Estaba frente a la cama y huyó al baño. En la puerta volteó hacia mí:

—¿Rebecca?

—¿Sí, mamá?

—Te amo. Te amo sobre todas las cosas.

—Lo sé, mamá —traté de sonreír—. Lo sé.

Sorbí un poco de agua de la botella que estaba sobre la mesita de noche, luego quité el cobertor, me saqué los zapatos, me metí bajo la cobija y cerré los ojos. Escuché que se cerraba la puerta del baño. Me quedé acostada con los ojos cerrados. El fluir del agua tras la puerta del bario era tranquilizante. Parecía una cascada y superaba el ruido que no quería oír en absoluto: el repelente llanto que me lastimaba los oídos. Solo quería escuchar agua que corriera. Me concentré fuertemente en ello.

Respiré con toda tranquilidad hasta que cesó el ruido del agua en el baño. También yo estaba tranquila. Mis pasos no hacían ningún ruido en la alfombra cuando fui hacia la puerta del cuarto. También la puerta se abrió sin ruido. La dejé abierta y seguí con tranquilidad pero con rapidez, con la mirada al frente.

El ascensor no llegó. La lámpara solo iluminaba, pero no se movía.

Di un paso hacia atrás. En la pared del pasillo había un cartel donde estaba pintada una escalera y una flecha que señalaba hacia la izquierda. Nuestro cuarto estaba a la derecha.

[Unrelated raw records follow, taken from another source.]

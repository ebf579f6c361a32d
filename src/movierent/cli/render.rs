//! # Rendering Module
//!
//! Turns listed records into aligned tables (or JSON) and command messages into
//! styled lines.
//!
//! Tables work on any `Serialize` record: each row is serialized to a JSON
//! object and the object's keys, in field declaration order, become the column
//! headers. Columns grow to their widest cell and values are never cut, so a
//! listing always shows what is stored. Width math runs on the plain text with
//! `unicode-width`; styling is applied afterwards so escape codes never skew
//! alignment.

use super::styles::RENTAL_THEME;
use console::Style;
use movierent::api::{CmdMessage, MessageLevel};
use serde::Serialize;
use serde_json::Value;
use unicode_width::UnicodeWidthStr;

const COLUMN_GAP: &str = "  ";
const NULL_CELL: &str = "null";

fn paint(style: &Style, text: &str, use_color: Option<bool>) -> String {
    match use_color {
        Some(c) => style.clone().force_styling(c).apply_to(text).to_string(),
        None => style.apply_to(text).to_string(),
    }
}

fn cell_text(value: &Value) -> String {
    match value {
        Value::Null => NULL_CELL.to_string(),
        Value::String(s) => s.clone(),
        other => other.to_string(),
    }
}

/// Renders uniform records as a table, or `empty_message` when there are none.
pub fn render_table<T: Serialize>(rows: &[T], empty_message: &str) -> String {
    render_table_internal(rows, empty_message, None)
}

fn render_table_internal<T: Serialize>(
    rows: &[T],
    empty_message: &str,
    use_color: Option<bool>,
) -> String {
    if rows.is_empty() {
        return format!("{}\n", paint(&RENTAL_THEME.info, empty_message, use_color));
    }

    let mut headers: Vec<String> = Vec::new();
    let mut cells: Vec<Vec<(String, bool)>> = Vec::with_capacity(rows.len());
    for row in rows {
        let object = match serde_json::to_value(row) {
            Ok(Value::Object(map)) => map,
            Ok(other) => [("value".to_string(), other)].into_iter().collect(),
            Err(e) => return format!("Render error: {}\n", e),
        };
        if headers.is_empty() {
            headers = object.keys().cloned().collect();
        }
        cells.push(
            headers
                .iter()
                .map(|h| {
                    let value = object.get(h).unwrap_or(&Value::Null);
                    (cell_text(value), value.is_null())
                })
                .collect(),
        );
    }

    let widths: Vec<usize> = headers
        .iter()
        .enumerate()
        .map(|(i, h)| {
            cells
                .iter()
                .map(|row| row[i].0.width())
                .chain(std::iter::once(h.width()))
                .max()
                .unwrap_or(0)
        })
        .collect();

    let mut output = String::new();

    let header_line: Vec<String> = headers
        .iter()
        .zip(&widths)
        .map(|(h, w)| paint(&RENTAL_THEME.header, &pad_to_width(h, *w), use_color))
        .collect();
    push_line(&mut output, &header_line);

    let rule_line: Vec<String> = widths
        .iter()
        .map(|w| paint(&RENTAL_THEME.rule, &"-".repeat(*w), use_color))
        .collect();
    push_line(&mut output, &rule_line);

    for row in &cells {
        let line: Vec<String> = row
            .iter()
            .zip(&widths)
            .map(|((text, is_null), w)| {
                let padded = pad_to_width(text, *w);
                if *is_null {
                    paint(&RENTAL_THEME.null, &padded, use_color)
                } else {
                    padded
                }
            })
            .collect();
        push_line(&mut output, &line);
    }

    output
}

fn push_line(output: &mut String, columns: &[String]) {
    let line = columns.join(COLUMN_GAP);
    output.push_str(line.trim_end());
    output.push('\n');
}

/// Renders records as pretty-printed JSON.
pub fn render_json<T: Serialize>(rows: &[T]) -> serde_json::Result<String> {
    let mut out = serde_json::to_string_pretty(rows)?;
    out.push('\n');
    Ok(out)
}

fn message_style(level: MessageLevel) -> &'static Style {
    match level {
        MessageLevel::Info => &RENTAL_THEME.info,
        MessageLevel::Success => &RENTAL_THEME.success,
        MessageLevel::Warning => &RENTAL_THEME.warning,
        MessageLevel::Error => &RENTAL_THEME.error,
    }
}

fn render_message(message: &CmdMessage, use_color: Option<bool>) -> String {
    format!(
        "{}\n",
        paint(message_style(message.level), &message.content, use_color)
    )
}

/// Prints command messages: errors to stderr, everything else to stdout.
pub fn print_messages(messages: &[CmdMessage]) {
    for message in messages {
        let line = render_message(message, None);
        match message.level {
            MessageLevel::Error => eprint!("{}", line),
            _ => print!("{}", line),
        }
    }
}

fn pad_to_width(s: &str, width: usize) -> String {
    let padding = width.saturating_sub(s.width());
    format!("{}{}", s, " ".repeat(padding))
}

Me dirigí hacia la izquierda a lo largo de unas ocho puertas. Delante de una había un gran carrito de servicio con restos de comida; olía a papas fritas y a carne asada. El pasillo era bastante angosto. Formaba una curva hacia la derecha. Todavía más puertas a la derecha y a la izquierda, pero delante de mí, al final del corredor, se divisaba la salida a la escalera. Encima había un cartel verde con un hombrecito corriendo. Los peldaños bajaban en círculos, como una larga escalera de caracol. Los escalones estaban recubiertos de tejido de tapete imitando mimbre. Mis pisadas hacían un ruido sordo; por lo demás, nada se movía.

Sexto piso, quinto piso, cuarto piso, tercer piso.

Me detuve. Miré hacia atrás por encima del hombro. Escuché. No había nadie.

¿Por qué comencé a temblar? ¿Por qué la temblorina se sentía tan rara? ¿Por qué tan extraña y tan familiar al mismo tiempo? ¿Por qué venía de dentro, aunque yo sabía que tenía que provenir del exterior como un eco? ¿O era el eco lo que sentía en mí?

Miré hacia arriba. Todo estaba tranquilo. Miré hacia abajo. Meneé la cabeza. Me dirigí a la derecha. Atravesé la puerta de la escalera en el tercer piso. La alfombra era lila. Ante mí, más puertas: cuatro a la izquierda, cuatro a la derecha. La tercera puerta de la izquierda estaba abierta.